I think this problem consists of two convoluted tasks: (1) identify positional gene clusters (2) test for the statistical significance of these clusters. Ideally, known biases (e.g. non-random gene density) and multiple testing correction should be accounted for.

Here is one example of a paper that addresses this problem:

De Preter et al. (2008): Positional gene enrichment analysis of gene sets for high-resolution identification of overrepresented chromosomal regions

I am looking for more recent, stand-alone implementations of such a method (e.g. an R package). A useful software would not necessarily test for positional enrichment of only genes, but could more generally work with any type of feature that has a genomic coordinate (e.g. take a list of known enhancers and identify "super enhancer" regions).

EDIT: From reading the above paper, I realized that the problem is not so much finding significantly enriched regions (this is as simple as performing a hypergeometric test), but to eliminate overlaps.
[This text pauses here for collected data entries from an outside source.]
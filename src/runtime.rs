//! Runtime context: resolves the control socket path and run-as identity once at
//! startup, instead of scattering `env::var` calls through the codebase.
use std::{
    env,
    path::PathBuf,
    sync::{OnceLock, RwLock},
};

use crate::constants::DEFAULT_SOCKET_PATH;

#[derive(Debug, Clone)]
struct RuntimeContext {
    socket_path: PathBuf,
    run_as_user: Option<String>,
    run_as_group: Option<String>,
    state_dir: PathBuf,
}

static CONTEXT: OnceLock<RwLock<RuntimeContext>> = OnceLock::new();

fn context_lock() -> &'static RwLock<RuntimeContext> {
    CONTEXT.get_or_init(|| RwLock::new(RuntimeContext::from_env()))
}

impl RuntimeContext {
    fn from_env() -> Self {
        let socket_path = env::var_os("TASKMASTER_SOCKET")
            .map(PathBuf::from)
            .unwrap_or_else(|| PathBuf::from(DEFAULT_SOCKET_PATH));
        let state_dir = socket_path
            .parent()
            .map(PathBuf::from)
            .unwrap_or_else(|| PathBuf::from("/tmp"));

        Self {
            socket_path,
            run_as_user: env::var("TASKMASTER_RUN_AS_USER").ok(),
            run_as_group: env::var("TASKMASTER_RUN_AS_GROUP").ok(),
            state_dir,
        }
    }
}

/// Re-reads the runtime context from the current environment. Tests that mutate
/// `TASKMASTER_SOCKET`/`TASKMASTER_RUN_AS_USER`/`TASKMASTER_RUN_AS_GROUP` must call this
/// after changing the environment and hold `crate::test_utils::env_lock()` while doing so.
pub fn reload_from_env() {
    let mut guard = context_lock().write().expect("runtime context poisoned");
    *guard = RuntimeContext::from_env();
}

/// Path of the control socket (or, on platforms without local sockets, informational only).
pub fn socket_path() -> PathBuf {
    context_lock()
        .read()
        .expect("runtime context poisoned")
        .socket_path
        .clone()
}

/// Directory alongside the control socket where the supervisor records its PID.
pub fn state_dir() -> PathBuf {
    context_lock()
        .read()
        .expect("runtime context poisoned")
        .state_dir
        .clone()
}

/// The identity the daemon should drop privileges to before serving, if requested and root.
pub fn requested_identity() -> (Option<String>, Option<String>) {
    let guard = context_lock().read().expect("runtime context poisoned");
    (guard.run_as_user.clone(), guard.run_as_group.clone())
}
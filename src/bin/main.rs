use std::path::PathBuf;
use std::process::ExitCode;

use tracing::error;
use tracing_subscriber::EnvFilter;

use taskmaster::cli::{Cli, Commands, parse_args};
use taskmaster::client;
use taskmaster::constants::{EXIT_BIND_ERROR, EXIT_CONFIG_ERROR, EXIT_OK};
use taskmaster::supervisor::{Supervisor, SupervisorError};

fn main() -> ExitCode {
    let args = parse_args();
    init_logging(&args);

    let code = match args.command {
        Commands::Daemon { config } => run_daemon(PathBuf::from(config)),
        Commands::Start { name } => run_client("start", Some(name)),
        Commands::Stop { name } => run_client("stop", Some(name)),
        Commands::Restart { name } => run_client("restart", Some(name)),
        Commands::Status { json } => run_status(json),
        Commands::Reload => run_client("reload", None),
        Commands::Attach { name } => run_attach(name),
        Commands::Quit => run_client("quit", None),
    };

    ExitCode::from(code as u8)
}

fn init_logging(args: &Cli) {
    let filter = match &args.log_level {
        Some(level) => EnvFilter::new(level.as_str()),
        None => EnvFilter::try_from_default_env().unwrap_or_else(|_| EnvFilter::new("info")),
    };
    tracing_subscriber::fmt().with_env_filter(filter).init();
}

fn run_daemon(config_path: PathBuf) -> i32 {
    let supervisor = match Supervisor::bootstrap(config_path) {
        Ok(supervisor) => supervisor,
        Err(err) => {
            error!("failed to start taskmasterd: {err}");
            return match err {
                SupervisorError::Config(_) => EXIT_CONFIG_ERROR,
                SupervisorError::Bind(_) => EXIT_BIND_ERROR,
                _ => EXIT_CONFIG_ERROR,
            };
        }
    };

    match supervisor.run() {
        Ok(()) => EXIT_OK,
        Err(SupervisorError::Bind(_)) => EXIT_BIND_ERROR,
        Err(_) => EXIT_CONFIG_ERROR,
    }
}

fn run_client(cmd: &str, target: Option<String>) -> i32 {
    match client::send(cmd, target) {
        Ok(reply) => {
            println!("{}", reply.message);
            if reply.ok { EXIT_OK } else { 1 }
        }
        Err(err) => {
            eprintln!("error: {err}");
            1
        }
    }
}

fn run_status(json: bool) -> i32 {
    match client::send("status", None) {
        Ok(reply) if reply.ok => {
            let data = reply.data.unwrap_or(serde_json::Value::Array(Vec::new()));
            if json {
                println!("{}", serde_json::to_string_pretty(&data).unwrap_or_default());
            } else {
                print_status_table(&data);
            }
            EXIT_OK
        }
        Ok(reply) => {
            eprintln!("error: {}", reply.message);
            1
        }
        Err(err) => {
            eprintln!("error: {err}");
            1
        }
    }
}

fn print_status_table(data: &serde_json::Value) {
    let Some(entries) = data.as_array() else {
        println!("{data}");
        return;
    };
    if entries.is_empty() {
        println!("no programs registered");
        return;
    }
    println!("{:<20}{:<12}{:<8}{:<10}{}", "NAME", "STATUS", "PID", "ATTACHED", "CMD");
    for entry in entries {
        let name = entry.get("name").and_then(|v| v.as_str()).unwrap_or("-");
        let status = entry.get("status").and_then(|v| v.as_str()).unwrap_or("-");
        let pid = entry
            .get("pid")
            .and_then(|v| v.as_u64())
            .map(|pid| pid.to_string())
            .unwrap_or_else(|| "-".to_string());
        let attached = entry
            .get("attached")
            .and_then(|v| v.as_bool())
            .unwrap_or(false);
        let cmd = entry.get("cmd").and_then(|v| v.as_str()).unwrap_or("-");
        println!(
            "{:<20}{:<12}{:<8}{:<10}{}",
            name,
            status,
            pid,
            attached,
            cmd
        );
    }
}

fn run_attach(name: String) -> i32 {
    match client::run_attach(&name) {
        Ok(()) => EXIT_OK,
        Err(err) => {
            eprintln!("error: {err}");
            1
        }
    }
}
Since I now found out that the authors provide their algorithm as Perl script on their home page, I will start with this method.

2.4 years ago by
Did you manage to find a stand-alone implementation in R. I am not so familiar with Perl but will also use the authours script if required.

What about any of the GSEA R packages? MSigDB has a positional gene set collection (C1):

Gene sets corresponding to each human chromosome and each cytogenetic band that has at least one gene. These gene sets are helpful in identifying effects related to chromosomal deletions or amplifications, dosage compensation, epigenetic silencing, and other regional effects.

I haven't looked for it, because the Perl script works well and I am still using it in my analysis pipelines (in addition to GSEA with MSigDB positional gene sets).